Start of Material provided

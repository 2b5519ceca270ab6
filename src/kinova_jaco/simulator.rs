// Copyright (c) 2021 Marco Boneberger
// Licensed under the EUPL-1.2-or-later

//! Contains the Simulator which drives a [`JacoCommandReceiver`] periodically.
use std::time::Duration;

use log::info;

use crate::exception::{JacoException, JacoResult};
use crate::kinova_jaco::commanded_state::CommandedState;
use crate::kinova_jaco::jaco_command::JacoCommand;
use crate::kinova_jaco::jaco_command_receiver::JacoCommandReceiver;
use crate::kinova_jaco::jaco_constants::JACO_LCM_STATUS_PERIOD;
use crate::kinova_jaco::receiver_context::ReceiverContext;
use crate::kinova_jaco::sources::{CommandSource, PositionMeasuredSource};
use crate::utils::check_size;

/// Periodically polls the input sources and evaluates the "state" output of a receiver.
///
/// Every tick runs in this order:
/// 1. both sources are polled and their values are checked against the receiver sizes,
/// 2. the context time is set to the tick time and the inputs are refreshed (only changed
///    values are written, so the cached values of the context survive ticks without new data),
/// 3. due discrete update events are processed, which latches the initial position on the
///    first tick,
/// 4. the output is evaluated.
///
/// Because the latch event is committed before the output is read, the output of the very
/// first tick already comes from the latched position.
pub struct Simulator<'a, C: CommandSource> {
    receiver: &'a JacoCommandReceiver,
    context: ReceiverContext,
    command_source: C,
    position_source: Option<Box<dyn PositionMeasuredSource + 'a>>,
    period: Duration,
    tick: u64,
    message_seen: bool,
    latest_output: Option<CommandedState>,
}

impl<'a, C: CommandSource> Simulator<'a, C> {
    /// Creates a new Simulator.
    /// # Arguments
    /// * `receiver` - The receiver to drive.
    /// * `command_source` - Producer of the "lcmt_jaco_command" input.
    /// * `position_source` - Producer of the "position_measured" input. If None the input stays
    /// unconnected.
    /// * `period` - Time between two ticks. Default is [`JACO_LCM_STATUS_PERIOD`](`crate::JACO_LCM_STATUS_PERIOD`).
    /// # Errors
    /// * [`ConfigurationException`](`crate::exception::JacoException::ConfigurationException`)
    /// if the period is zero.
    pub fn new(
        receiver: &'a JacoCommandReceiver,
        command_source: C,
        position_source: Option<Box<dyn PositionMeasuredSource + 'a>>,
        period: Option<Duration>,
    ) -> JacoResult<Self> {
        let period = period.unwrap_or(JACO_LCM_STATUS_PERIOD);
        if period == Duration::from_secs(0) {
            return Err(JacoException::ConfigurationException {
                message: "the simulator period has to be greater than zero".to_string(),
            });
        }
        Ok(Simulator {
            receiver,
            context: receiver.create_default_context(),
            command_source,
            position_source,
            period,
            tick: 0,
            message_seen: false,
            latest_output: None,
        })
    }

    pub fn receiver(&self) -> &JacoCommandReceiver {
        self.receiver
    }

    pub fn context(&self) -> &ReceiverContext {
        &self.context
    }

    /// Gives access to the context, e.g. to latch the initial position manually before the
    /// first tick.
    pub fn context_mut(&mut self) -> &mut ReceiverContext {
        &mut self.context
    }

    pub fn period(&self) -> Duration {
        self.period
    }

    /// Time of the next tick in \[s\].
    pub fn next_tick_time(&self) -> f64 {
        self.tick as f64 * self.period.as_secs_f64()
    }

    /// Output of the last tick, None before the first tick.
    pub fn latest_output(&self) -> Option<&CommandedState> {
        self.latest_output.as_ref()
    }

    /// Runs a single tick.
    ///
    /// Both sources are polled and their values checked before anything is written to the
    /// context. A failed tick leaves time, inputs and latch untouched and can be retried.
    /// # Errors
    /// * [`SizeMismatchError`](`crate::exception::JacoException::SizeMismatchError`) if a
    /// source produced a vector of the wrong size.
    pub fn step(&mut self) -> JacoResult<&CommandedState> {
        let time = self.next_tick_time();
        let (message, position) = self.poll_sources()?;
        self.context.set_time(time);
        self.apply_inputs(message, position)?;
        if let Some(update_time) = self.receiver.calc_next_update_time(&self.context) {
            if update_time <= time {
                self.receiver.calc_discrete_update(&mut self.context)?;
            }
        }
        let output = self.receiver.calc_output(&self.context)?;
        self.tick += 1;
        let output: &CommandedState = self.latest_output.insert(output);
        Ok(output)
    }

    /// Runs all ticks up to and including `boundary_time`.
    /// # Return
    /// The output of the last tick which was run, None if no tick has run yet.
    /// # Errors
    /// * [`ConfigurationException`](`crate::exception::JacoException::ConfigurationException`)
    /// if `boundary_time` lies before the current time.
    /// * [`SizeMismatchError`](`crate::exception::JacoException::SizeMismatchError`) if a
    /// source produced a vector of the wrong size.
    pub fn advance_to(&mut self, boundary_time: f64) -> JacoResult<Option<&CommandedState>> {
        if boundary_time < self.context.time() {
            return Err(JacoException::ConfigurationException {
                message: format!(
                    "cannot advance to {} s, the simulator is already at {} s",
                    boundary_time,
                    self.context.time()
                ),
            });
        }
        while self.next_tick_time() <= boundary_time {
            self.step()?;
        }
        Ok(self.latest_output.as_ref())
    }

    fn poll_sources(&mut self) -> JacoResult<(Option<JacoCommand>, Option<Vec<f64>>)> {
        let message = self.command_source.latest_message();
        if let Some(message) = message.as_ref() {
            message.check_size(self.receiver.num_joints(), self.receiver.num_fingers())?;
        }
        let position = match self.position_source.as_mut() {
            Some(source) => source.position_measured(),
            None => None,
        };
        if let Some(position) = position.as_ref() {
            check_size(
                self.receiver.position_measured_input_port_name(),
                self.receiver.num_positions(),
                position,
            )?;
        }
        Ok((message, position))
    }

    fn apply_inputs(
        &mut self,
        message: Option<JacoCommand>,
        position: Option<Vec<f64>>,
    ) -> JacoResult<()> {
        // A missing message keeps the last one in effect.
        if let Some(message) = message {
            if self.context.message_input() != Some(&message) {
                let valid = message.is_valid();
                self.context.fix_message_input(message)?;
                if valid && !self.message_seen {
                    info!(
                        "received first valid {} message at t = {}",
                        self.receiver.message_input_port_name(),
                        self.context.time()
                    );
                    self.message_seen = true;
                }
            }
        }
        match position {
            Some(position) => {
                let unchanged = self
                    .context
                    .position_measured_input()
                    .map_or(false, |current| current.as_slice() == position.as_slice());
                if !unchanged {
                    self.context.fix_position_measured_input(&position)?;
                }
            }
            None => {
                if self.context.position_measured_input().is_some() {
                    self.context.clear_position_measured_input();
                }
            }
        }
        Ok(())
    }
}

End of Material provided

> Your task: Search the material above for the string "Option". Show every line that holds it.

> Expected answer:
    position_source: Option<Box<dyn PositionMeasuredSource + 'a>>,
    latest_output: Option<CommandedState>,
        position_source: Option<Box<dyn PositionMeasuredSource + 'a>>,
        period: Option<Duration>,
    pub fn latest_output(&self) -> Option<&CommandedState> {
    pub fn advance_to(&mut self, boundary_time: f64) -> JacoResult<Option<&CommandedState>> {
    fn poll_sources(&mut self) -> JacoResult<(Option<JacoCommand>, Option<Vec<f64>>)> {
        message: Option<JacoCommand>,
        position: Option<Vec<f64>>,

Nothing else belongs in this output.